(Stored items)
* * * * * * * * *
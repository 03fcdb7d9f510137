//! # Civic Common Library
//!
//! Shared code for the campaign flyer intake service:
//! - Error type and result alias
//! - Bootstrap configuration loading (TOML, root folder resolution)
//! - Logging initialisation
//! - Database pool initialisation and schema
//! - UTC window arithmetic and injectable clocks
//! - Submitter identifier hashing

pub mod config;
pub mod db;
pub mod error;
pub mod identity;
pub mod logging;
pub mod time;

pub use error::{Error, Result};
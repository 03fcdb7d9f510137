//! External collaborator contracts
//!
//! The intake core never talks to object storage, the vision extraction
//! model, the validation service or geographic reference data directly; it
//! goes through these traits. Concrete adapters live in the submodules.

pub mod decoder;
pub mod directory;
pub mod fs_storage;
pub mod http_extraction;
pub mod rule_validator;

use crate::models::{ExtractionResponse, ExtractionResult, ValidationReport};
use async_trait::async_trait;
use thiserror::Error;

pub use directory::StaticMunicipalityDirectory;
pub use fs_storage::FsObjectStorage;
pub use http_extraction::HttpExtractionClient;
pub use rule_validator::RuleBasedValidator;

/// Object storage failures
#[derive(Debug, Error)]
pub enum StorageError {
    /// Key is taken; distinct from a failed write
    #[error("Object already exists: {0}")]
    AlreadyExists(String),

    #[error("Storage failure: {0}")]
    Failed(String),
}

/// Extraction / validation collaborator failures
#[derive(Debug, Error)]
pub enum CollaboratorError {
    /// Network, timeout or 5xx; worth retrying later
    #[error("Service unavailable: {0}")]
    Unavailable(String),

    /// Service answered, but not with anything we can use
    #[error("Malformed response: {0}")]
    Malformed(String),

    /// Service refused the request (4xx)
    #[error("Request rejected: {0}")]
    Rejected(String),
}

/// Reference record for a municipality
#[derive(Debug, Clone, PartialEq, Eq)]
pub struct Municipality {
    pub code: String,
    pub name: String,
    pub department_code: Option<String>,
}

/// Raw image persistence
#[async_trait]
pub trait ObjectStorage: Send + Sync {
    /// Store `bytes` under `key` and return its public URL
    async fn put(&self, key: &str, bytes: &[u8], content_type: &str) -> Result<String, StorageError>;

    /// Remove the object under `key`; a missing object is not an error
    async fn delete(&self, key: &str) -> Result<(), StorageError>;
}

/// Vision-language extraction of flyer fields
#[async_trait]
pub trait ExtractionService: Send + Sync {
    async fn analyze(
        &self,
        image: &[u8],
        municipality_name: &str,
        municipality_code: &str,
    ) -> Result<ExtractionResponse, CollaboratorError>;
}

/// Secondary validation producing the confidence score
#[async_trait]
pub trait ValidationService: Send + Sync {
    async fn validate(
        &self,
        municipality_name: &str,
        extraction: &ExtractionResult,
        department_hint: Option<&str>,
    ) -> Result<ValidationReport, CollaboratorError>;
}

/// Geographic reference data
#[async_trait]
pub trait MunicipalityDirectory: Send + Sync {
    async fn lookup(&self, code: &str) -> Option<Municipality>;
}
//! Intake orchestrator
//!
//! Runs one flyer submission to completion:
//!
//! ```text
//! received ─┬─ invalid format ─────────────────────────────► error, nothing stored
//!           ├─ quota exceeded ─────────────────────────────► error, nothing stored
//!           ├─ duplicate ──────────────────────────────────► error, nothing stored
//!           └─ stored ─► extracting ─┬─ not a document ────► rejected (auto)
//!                                    ├─ wrong cycle ───────► rejected (auto)
//!                                    ├─ wrong municipality ► rejected (auto)
//!                                    └─ validating ─┬──────► auto_approved (+ candidates)
//!                                                   └──────► pending
//! ```
//!
//! Steps are strictly sequential. The submission row, its audit trail and any
//! candidate upserts are written in one transaction at the end, so an attempt
//! is either fully recorded or not recorded at all. Collaborator failures
//! after the image is stored are recorded as `rejected` with code
//! `upstream_unavailable` (or `analysis_failed` for undecodable responses);
//! those rows do not block a retry of the same image.

use crate::collaborators::{
    CollaboratorError, ExtractionService, Municipality, MunicipalityDirectory, ObjectStorage,
    StorageError, ValidationService,
};
use crate::config::IntakeConfig;
use crate::db;
use crate::error::{IntakeError, IntakeResult, RejectionGate};
use crate::models::extraction::clamp_unit;
use crate::models::{
    audit_event, AuditEntry, CandidateRecord, ExtractionOutcome, ExtractionResult,
    ExtractionSummary, Provenance, RejectionCode, Submission, SubmissionStatus, SubmitterIdentity,
    ValidationReport, AUTO_REVIEWER,
};
use crate::services::fingerprinter::{Fingerprint, Fingerprinter, ImageFingerprint};
use crate::services::municipality_match::{self, MunicipalityMatch};
use crate::services::rate_limiter::{ActionType, Identifier, RateLimiter};
use crate::utils::retry_on_lock;
use chrono::{DateTime, Utc};
use civic_common::identity::hash_identifier;
use civic_common::time::Clock;
use serde::Serialize;
use sqlx::SqlitePool;
use std::sync::Arc;
use uuid::Uuid;
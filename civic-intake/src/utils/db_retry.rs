//! Database retry logic
//!
//! Exponential backoff for SQLite lock contention. Bounded by
//! `database.max_lock_wait_ms`.

use civic_common::Result;
use std::time::{Duration, Instant};

const INITIAL_BACKOFF_MS: u64 = 10;
const MAX_BACKOFF_MS: u64 = 1000;

/// Retry a database operation while SQLite reports the database as locked
///
/// **Algorithm:**
/// 1. Attempt operation
/// 2. Lock contention and time left: log WARN, back off, retry
/// 3. Lock contention and `max_wait_ms` spent: log ERROR, return the last error
/// 4. Any other error: return it immediately
///
/// Backoff starts at 10ms and doubles up to 1s.
///
/// The last lock error is returned unchanged so callers can still classify
/// it as transient.
pub async fn retry_on_lock<F, Fut, T>(
    operation_name: &str,
    max_wait_ms: u64,
    mut operation: F,
) -> Result<T>
where
    F: FnMut() -> Fut,
    Fut: std::future::Future<Output = Result<T>>,
{
    let start_time = Instant::now();
    let max_duration = Duration::from_millis(max_wait_ms);
    let mut attempt = 0u32;
    let mut backoff_ms = INITIAL_BACKOFF_MS;

    loop {
        attempt += 1;

        match operation().await {
            Ok(result) => {
                if attempt > 1 {
                    let elapsed_ms = start_time.elapsed().as_millis();
                    if elapsed_ms > 2000 {
                        tracing::warn!(
                            operation = operation_name,
                            attempt,
                            elapsed_ms,
                            "Database operation succeeded after significant retry period (>2s)"
                        );
                    } else {
                        tracing::debug!(
                            operation = operation_name,
                            attempt,
                            elapsed_ms,
                            "Database operation succeeded after retry"
                        );
                    }
                }
                return Ok(result);
            }
            Err(err) => {
                if !err.is_lock_contention() {
                    return Err(err);
                }

                let elapsed = start_time.elapsed();
                if elapsed >= max_duration {
                    tracing::error!(
                        operation = operation_name,
                        attempt,
                        elapsed_ms = elapsed.as_millis(),
                        max_wait_ms,
                        "Database operation failed: max retry time exceeded"
                    );
                    return Err(err);
                }

                let sleep_ms = backoff_ms
                    .min(max_duration.saturating_sub(elapsed).as_millis() as u64)
                    .max(1);

                tracing::warn!(
                    operation = operation_name,
                    attempt,
                    elapsed_ms = elapsed.as_millis(),
                    backoff_ms = sleep_ms,
                    "Database locked, will retry after backoff"
                );

                tokio::time::sleep(Duration::from_millis(sleep_ms)).await;
                backoff_ms = (backoff_ms * 2).min(MAX_BACKOFF_MS);
            }
        }
    }
}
* * * * * * * * *
■ WHAT THIS TASK INVOLVES ■
Above this instruction are the records; retype exactly the lines from the one containing "use serde::Serialize;" up to and including the one containing "use civic_common::Result;".

■ SOLUTION TO THIS TASK ■
use serde::Serialize;
use sqlx::SqlitePool;
use std::sync::Arc;
use uuid::Uuid;
filename civic-intake/src/utils/db_retry.rs
//! Database retry logic
//!
//! Exponential backoff for SQLite lock contention. Bounded by
//! `database.max_lock_wait_ms`.

use civic_common::Result;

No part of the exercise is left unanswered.